Find every line below with the string "async" and pick it out.
[Data for this task]
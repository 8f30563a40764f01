use crate::domain::entities::change_event::id_to_string;
use crate::domain::entities::{OfflineAction, TargetEffect};
use crate::domain::value_objects::ActionId;
use serde::Serialize;
use serde_json::{Map, Value};
use std::collections::HashMap;

/// A record as the UI should render it.
#[derive(Debug, Clone, PartialEq, Serialize)]
#[serde(rename_all = "camelCase")]
pub struct ObservedRecord {
    pub id: String,
    pub record: Value,
    /// Set while a queued action still changes this record; the UI should
    /// prefer this optimistic view until the action clears.
    pub pending_action: Option<ActionId>,
}

impl ObservedRecord {
    pub fn is_pending(&self) -> bool {
        self.pending_action.is_some()
    }
}

/// サーバーのスナップショットに未送信アクションを重ねる
///
/// `pending` must be in queue order. Actions not targeting `collection` are
/// ignored. Upserts shallow-merge the payload over the server record (or add
/// it when the server has not seen it yet); removals hide the record.
pub fn overlay_pending(
    snapshot: &[Value],
    pending: &[OfflineAction],
    collection: &str,
    id_field: &str,
) -> Vec<ObservedRecord> {
    let mut rows: Vec<Option<ObservedRecord>> = Vec::with_capacity(snapshot.len());
    let mut index: HashMap<String, usize> = HashMap::new();

    for record in snapshot {
        let Some(id) = record.get(id_field).and_then(id_to_string) else {
            continue;
        };
        index.insert(id.clone(), rows.len());
        rows.push(Some(ObservedRecord {
            id,
            record: record.clone(),
            pending_action: None,
        }));
    }

    for action in pending {
        let Some(target) = action.target.as_ref() else {
            continue;
        };
        if target.collection != collection {
            continue;
        }

        let slot = index.get(&target.entity_id).copied();
        match target.effect {
            TargetEffect::Upsert => {
                let base = slot.and_then(|i| rows[i].as_ref()).map(|row| &row.record);
                let merged = merge_record(base, action.payload.as_json(), id_field, &target.entity_id);
                let row = ObservedRecord {
                    id: target.entity_id.clone(),
                    record: merged,
                    pending_action: Some(action.id.clone()),
                };
                match slot {
                    Some(i) => rows[i] = Some(row),
                    None => {
                        index.insert(target.entity_id.clone(), rows.len());
                        rows.push(Some(row));
                    }
                }
            }
            TargetEffect::Remove => {
                if let Some(i) = slot {
                    rows[i] = None;
                }
            }
        }
    }

    rows.into_iter().flatten().collect()
}

fn merge_record(base: Option<&Value>, patch: &Value, id_field: &str, entity_id: &str) -> Value {
    let Some(patch_map) = patch.as_object() else {
        return patch.clone();
    };

    let mut merged: Map<String, Value> = base
        .and_then(Value::as_object)
        .cloned()
        .unwrap_or_default();
    for (key, value) in patch_map {
        merged.insert(key.clone(), value.clone());
    }
    merged
        .entry(id_field.to_string())
        .or_insert_with(|| Value::String(entity_id.to_string()));
    Value::Object(merged)
}

#[cfg(test)]
mod tests {
    use super::*;
    use crate::domain::entities::ActionTarget;
    use crate::domain::value_objects::{ActionPayload, ActionType};
    use chrono::Utc;
    use serde_json::json;

    fn action(kind: ActionType, payload: Value, target: ActionTarget) -> OfflineAction {
        OfflineAction::new(
            kind,
            ActionPayload::new(payload).unwrap(),
            Some(target),
            Utc::now(),
        )
    }

    #[test]
    fn pending_insert_appears_before_server_confirms() {
        let snapshot = vec![json!({"id": "r1", "status": "pending"})];
        let create = action(
            ActionType::CreatePickupRequest,
            json!({"status": "pending", "bins": 3}),
            ActionTarget::upsert("client_requests", "tmp-9"),
        );

        let view = overlay_pending(&snapshot, &[create.clone()], "client_requests", "id");

        assert_eq!(view.len(), 2);
        assert!(!view[0].is_pending());
        assert_eq!(view[1].id, "tmp-9");
        assert_eq!(view[1].record["id"], "tmp-9");
        assert_eq!(view[1].pending_action, Some(create.id));
    }

    #[test]
    fn stale_server_row_does_not_hide_pending_update() {
        let snapshot = vec![json!({"id": 5, "status": "assigned", "driver": "d1"})];
        let update = action(
            ActionType::UpdateAssignmentStatus,
            json!({"status": "completed"}),
            ActionTarget::upsert("driver_assignments", "5"),
        );

        let view = overlay_pending(&snapshot, &[update], "driver_assignments", "id");

        assert_eq!(view.len(), 1);
        assert_eq!(view[0].record["status"], "completed");
        assert_eq!(view[0].record["driver"], "d1");
        assert!(view[0].is_pending());
    }

    #[test]
    fn pending_delete_hides_record_and_later_actions_win() {
        let snapshot = vec![json!({"id": "a"}), json!({"id": "b"})];
        let delete = action(
            ActionType::DeletePickupRequest,
            json!({"id": "a"}),
            ActionTarget::remove("client_requests", "a"),
        );
        let other_collection = action(
            ActionType::UpdateProfile,
            json!({"name": "x"}),
            ActionTarget::upsert("profile", "b"),
        );

        let view = overlay_pending(
            &snapshot,
            &[delete, other_collection],
            "client_requests",
            "id",
        );

        assert_eq!(view.len(), 1);
        assert_eq!(view[0].id, "b");
        assert!(!view[0].is_pending());
    }

    #[test]
    fn records_without_id_are_skipped() {
        let snapshot = vec![json!({"status": "orphan"}), json!({"id": "ok"})];
        let view = overlay_pending(&snapshot, &[], "c", "id");
        assert_eq!(view.len(), 1);
        assert_eq!(view[0].id, "ok");
    }
}
pub mod memory_store;
pub mod sqlite_store;

pub use memory_store::MemoryKeyValueStore;
pub use sqlite_store::SqliteKeyValueStore;
use crate::application::ports::key_value_store::KeyValueStore;
use crate::application::services::action_queue::ActionQueue;
use crate::domain::entities::{DeadLetter, DropReason, OfflineAction};
use crate::domain::value_objects::ActionId;
use crate::shared::clock::Clock;
use crate::shared::error::AppError;
use bytes::Bytes;
use std::sync::Arc;
use tokio::sync::Mutex;

/// 同期を諦めたアクションの保管庫
///
/// Actions the orchestrator gives up on land here instead of vanishing. The UI
/// can list them, put one back on the queue, or discard it.
pub struct DeadLetterBox {
    store: Arc<dyn KeyValueStore>,
    storage_key: String,
    clock: Arc<dyn Clock>,
    letters: Mutex<Vec<DeadLetter>>,
}

impl DeadLetterBox {
    pub fn new(
        store: Arc<dyn KeyValueStore>,
        storage_key: impl Into<String>,
        clock: Arc<dyn Clock>,
    ) -> Self {
        Self {
            store,
            storage_key: storage_key.into(),
            clock,
            letters: Mutex::new(Vec::new()),
        }
    }

    pub async fn load_from_store(&self) -> Result<usize, AppError> {
        let mut guard = self.letters.lock().await;
        let loaded = match self.store.get(&self.storage_key).await? {
            Some(bytes) => serde_json::from_slice::<Vec<DeadLetter>>(&bytes).map_err(|err| {
                AppError::DeserializationError(format!("dead letters are unreadable: {err}"))
            })?,
            None => Vec::new(),
        };
        let count = loaded.len();
        *guard = loaded;
        Ok(count)
    }

    pub async fn push(
        &self,
        action: OfflineAction,
        reason: DropReason,
        error: Option<String>,
    ) -> Result<DeadLetter, AppError> {
        let letter = DeadLetter::new(action, reason, error, self.clock.now());

        let mut guard = self.letters.lock().await;
        let mut next = guard.clone();
        next.push(letter.clone());
        self.write(&next).await?;
        *guard = next;
        Ok(letter)
    }

    pub async fn list(&self) -> Vec<DeadLetter> {
        self.letters.lock().await.clone()
    }

    pub async fn len(&self) -> usize {
        self.letters.lock().await.len()
    }

    pub async fn is_empty(&self) -> bool {
        self.letters.lock().await.is_empty()
    }

    /// Removes a dead letter without retrying it.
    pub async fn discard(&self, id: &ActionId) -> Result<Option<DeadLetter>, AppError> {
        let mut guard = self.letters.lock().await;
        let Some(index) = guard.iter().position(|letter| &letter.action.id == id) else {
            return Ok(None);
        };
        let mut next = guard.clone();
        let removed = next.remove(index);
        self.write(&next).await?;
        *guard = next;
        Ok(Some(removed))
    }

    /// Moves a dead letter back to the tail of `queue` with a fresh attempt budget.
    ///
    /// The letter is only removed once the queue has durably accepted the action.
    pub async fn requeue(
        &self,
        id: &ActionId,
        queue: &ActionQueue,
    ) -> Result<OfflineAction, AppError> {
        let mut guard = self.letters.lock().await;
        let index = guard
            .iter()
            .position(|letter| &letter.action.id == id)
            .ok_or_else(|| AppError::NotFound(format!("dead letter {id}")))?;

        let mut action = guard[index].action.clone();
        action.reset_attempts();
        queue.requeue(action.clone()).await?;

        let mut next = guard.clone();
        next.remove(index);
        self.write(&next).await?;
        *guard = next;

        tracing::info!(
            target: "offline::dead_letter",
            action_id = %action.id,
            "dead letter moved back to the action queue"
        );
        Ok(action)
    }

    pub async fn clear(&self) -> Result<usize, AppError> {
        let mut guard = self.letters.lock().await;
        let count = guard.len();
        self.store.remove(&self.storage_key).await?;
        guard.clear();
        Ok(count)
    }

    async fn write(&self, letters: &[DeadLetter]) -> Result<(), AppError> {
        let encoded = serde_json::to_vec(letters)
            .map_err(|err| AppError::SerializationError(err.to_string()))?;
        self.store.set(&self.storage_key, Bytes::from(encoded)).await
    }
}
[/Data for this task]
[Answer to this problem]
    pub async fn load_from_store(&self) -> Result<usize, AppError> {
    pub async fn push(
    pub async fn list(&self) -> Vec<DeadLetter> {
    pub async fn len(&self) -> usize {
    pub async fn is_empty(&self) -> bool {
    pub async fn discard(&self, id: &ActionId) -> Result<Option<DeadLetter>, AppError> {
    pub async fn requeue(
    pub async fn clear(&self) -> Result<usize, AppError> {
    async fn write(&self, letters: &[DeadLetter]) -> Result<(), AppError> {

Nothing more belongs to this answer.